## What you should do
Take each line from the material below that includes the string "NavigatorConfig" and copy it.
Segment Start: Material shown
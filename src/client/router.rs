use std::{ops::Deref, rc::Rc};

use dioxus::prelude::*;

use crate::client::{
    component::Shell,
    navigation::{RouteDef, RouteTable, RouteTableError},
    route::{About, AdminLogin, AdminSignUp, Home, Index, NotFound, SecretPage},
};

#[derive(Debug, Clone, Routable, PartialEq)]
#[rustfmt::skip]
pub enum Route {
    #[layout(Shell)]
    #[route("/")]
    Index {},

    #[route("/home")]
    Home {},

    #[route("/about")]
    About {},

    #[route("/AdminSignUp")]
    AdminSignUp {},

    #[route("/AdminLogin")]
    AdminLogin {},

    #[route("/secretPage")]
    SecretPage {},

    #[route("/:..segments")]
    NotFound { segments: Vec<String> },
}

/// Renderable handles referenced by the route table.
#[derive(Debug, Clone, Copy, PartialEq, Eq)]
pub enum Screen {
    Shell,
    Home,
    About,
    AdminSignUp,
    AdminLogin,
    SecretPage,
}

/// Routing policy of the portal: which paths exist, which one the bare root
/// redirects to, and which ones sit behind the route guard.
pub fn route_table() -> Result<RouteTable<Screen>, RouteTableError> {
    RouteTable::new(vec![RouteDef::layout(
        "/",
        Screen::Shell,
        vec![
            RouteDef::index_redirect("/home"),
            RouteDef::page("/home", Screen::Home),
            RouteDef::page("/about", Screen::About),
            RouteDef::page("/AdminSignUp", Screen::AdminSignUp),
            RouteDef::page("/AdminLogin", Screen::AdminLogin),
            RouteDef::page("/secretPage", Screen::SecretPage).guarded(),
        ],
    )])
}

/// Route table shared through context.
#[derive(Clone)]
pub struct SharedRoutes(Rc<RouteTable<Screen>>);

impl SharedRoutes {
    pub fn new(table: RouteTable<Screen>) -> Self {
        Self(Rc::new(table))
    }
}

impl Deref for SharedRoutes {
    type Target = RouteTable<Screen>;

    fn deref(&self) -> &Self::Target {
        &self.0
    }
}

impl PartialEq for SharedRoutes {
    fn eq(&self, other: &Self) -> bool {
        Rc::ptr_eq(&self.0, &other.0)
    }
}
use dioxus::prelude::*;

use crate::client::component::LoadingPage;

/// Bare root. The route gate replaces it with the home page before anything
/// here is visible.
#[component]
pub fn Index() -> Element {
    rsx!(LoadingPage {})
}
Segment End: Material shown
Segment Start: Material shown
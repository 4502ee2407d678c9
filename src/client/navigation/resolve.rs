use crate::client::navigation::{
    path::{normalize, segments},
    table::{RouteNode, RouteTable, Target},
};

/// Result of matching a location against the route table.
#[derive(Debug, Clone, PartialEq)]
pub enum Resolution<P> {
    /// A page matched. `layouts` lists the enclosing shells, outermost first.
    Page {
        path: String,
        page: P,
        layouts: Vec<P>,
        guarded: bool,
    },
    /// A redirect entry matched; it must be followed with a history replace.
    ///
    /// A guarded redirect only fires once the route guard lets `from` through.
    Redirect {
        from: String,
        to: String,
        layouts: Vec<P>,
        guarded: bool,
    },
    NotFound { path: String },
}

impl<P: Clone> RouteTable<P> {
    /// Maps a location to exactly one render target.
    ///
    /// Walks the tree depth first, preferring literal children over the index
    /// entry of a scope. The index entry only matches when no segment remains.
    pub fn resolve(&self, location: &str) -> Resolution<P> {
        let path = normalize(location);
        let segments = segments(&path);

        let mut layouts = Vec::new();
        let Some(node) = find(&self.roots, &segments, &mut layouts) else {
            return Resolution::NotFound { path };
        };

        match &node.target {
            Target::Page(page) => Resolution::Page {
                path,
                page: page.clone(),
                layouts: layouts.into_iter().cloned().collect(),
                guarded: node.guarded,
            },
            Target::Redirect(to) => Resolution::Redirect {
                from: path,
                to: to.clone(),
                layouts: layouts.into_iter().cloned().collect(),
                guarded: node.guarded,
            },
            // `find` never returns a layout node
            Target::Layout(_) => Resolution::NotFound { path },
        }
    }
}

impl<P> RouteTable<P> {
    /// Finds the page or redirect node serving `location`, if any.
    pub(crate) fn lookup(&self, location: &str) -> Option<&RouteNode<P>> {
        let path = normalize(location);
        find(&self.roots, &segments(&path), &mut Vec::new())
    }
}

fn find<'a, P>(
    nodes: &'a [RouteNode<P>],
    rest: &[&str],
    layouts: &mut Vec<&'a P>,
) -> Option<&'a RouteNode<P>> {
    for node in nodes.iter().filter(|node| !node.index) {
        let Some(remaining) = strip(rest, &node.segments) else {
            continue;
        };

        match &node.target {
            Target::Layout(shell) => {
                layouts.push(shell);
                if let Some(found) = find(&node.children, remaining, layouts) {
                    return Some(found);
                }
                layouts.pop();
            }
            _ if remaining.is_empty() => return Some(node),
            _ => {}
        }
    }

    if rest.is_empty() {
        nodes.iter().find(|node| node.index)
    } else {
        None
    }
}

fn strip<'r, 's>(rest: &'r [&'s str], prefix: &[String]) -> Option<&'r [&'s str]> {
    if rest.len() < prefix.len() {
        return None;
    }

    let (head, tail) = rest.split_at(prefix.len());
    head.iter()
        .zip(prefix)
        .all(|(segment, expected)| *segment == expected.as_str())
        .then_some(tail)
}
Segment End: Material shown
Segment Start: Material shown
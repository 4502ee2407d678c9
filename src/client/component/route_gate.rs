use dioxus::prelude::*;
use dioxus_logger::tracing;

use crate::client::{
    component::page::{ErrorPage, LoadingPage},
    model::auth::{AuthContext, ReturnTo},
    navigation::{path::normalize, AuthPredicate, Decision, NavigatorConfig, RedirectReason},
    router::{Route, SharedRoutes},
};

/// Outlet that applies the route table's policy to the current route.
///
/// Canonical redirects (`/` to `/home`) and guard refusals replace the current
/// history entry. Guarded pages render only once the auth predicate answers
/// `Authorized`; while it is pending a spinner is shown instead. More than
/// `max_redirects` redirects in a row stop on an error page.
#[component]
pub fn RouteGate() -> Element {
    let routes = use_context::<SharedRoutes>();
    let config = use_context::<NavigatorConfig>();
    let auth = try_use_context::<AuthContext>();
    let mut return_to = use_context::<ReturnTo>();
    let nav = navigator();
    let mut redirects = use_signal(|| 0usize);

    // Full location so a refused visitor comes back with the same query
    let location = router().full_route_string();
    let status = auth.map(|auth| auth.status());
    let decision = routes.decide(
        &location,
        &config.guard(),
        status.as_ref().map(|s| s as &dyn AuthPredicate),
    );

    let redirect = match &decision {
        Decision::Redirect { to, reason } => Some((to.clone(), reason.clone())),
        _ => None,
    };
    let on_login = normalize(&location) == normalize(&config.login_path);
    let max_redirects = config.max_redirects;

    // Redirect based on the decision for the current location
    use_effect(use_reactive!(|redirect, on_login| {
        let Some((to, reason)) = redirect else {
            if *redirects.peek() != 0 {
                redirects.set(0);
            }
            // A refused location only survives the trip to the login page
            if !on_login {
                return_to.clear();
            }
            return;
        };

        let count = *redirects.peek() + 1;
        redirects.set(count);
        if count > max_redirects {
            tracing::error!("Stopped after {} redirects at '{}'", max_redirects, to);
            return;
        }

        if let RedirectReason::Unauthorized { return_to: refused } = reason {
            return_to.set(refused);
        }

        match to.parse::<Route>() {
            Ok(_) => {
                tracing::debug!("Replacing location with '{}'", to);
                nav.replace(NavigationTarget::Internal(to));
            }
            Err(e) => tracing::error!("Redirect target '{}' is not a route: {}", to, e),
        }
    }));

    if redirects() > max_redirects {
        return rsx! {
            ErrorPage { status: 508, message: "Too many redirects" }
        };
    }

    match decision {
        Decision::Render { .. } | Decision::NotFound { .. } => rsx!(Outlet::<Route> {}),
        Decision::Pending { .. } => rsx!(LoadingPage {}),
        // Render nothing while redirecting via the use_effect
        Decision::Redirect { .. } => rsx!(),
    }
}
Segment End: Material shown
## Completed exercise
    navigation::{path::normalize, AuthPredicate, Decision, NavigatorConfig, RedirectReason},
    let config = use_context::<NavigatorConfig>();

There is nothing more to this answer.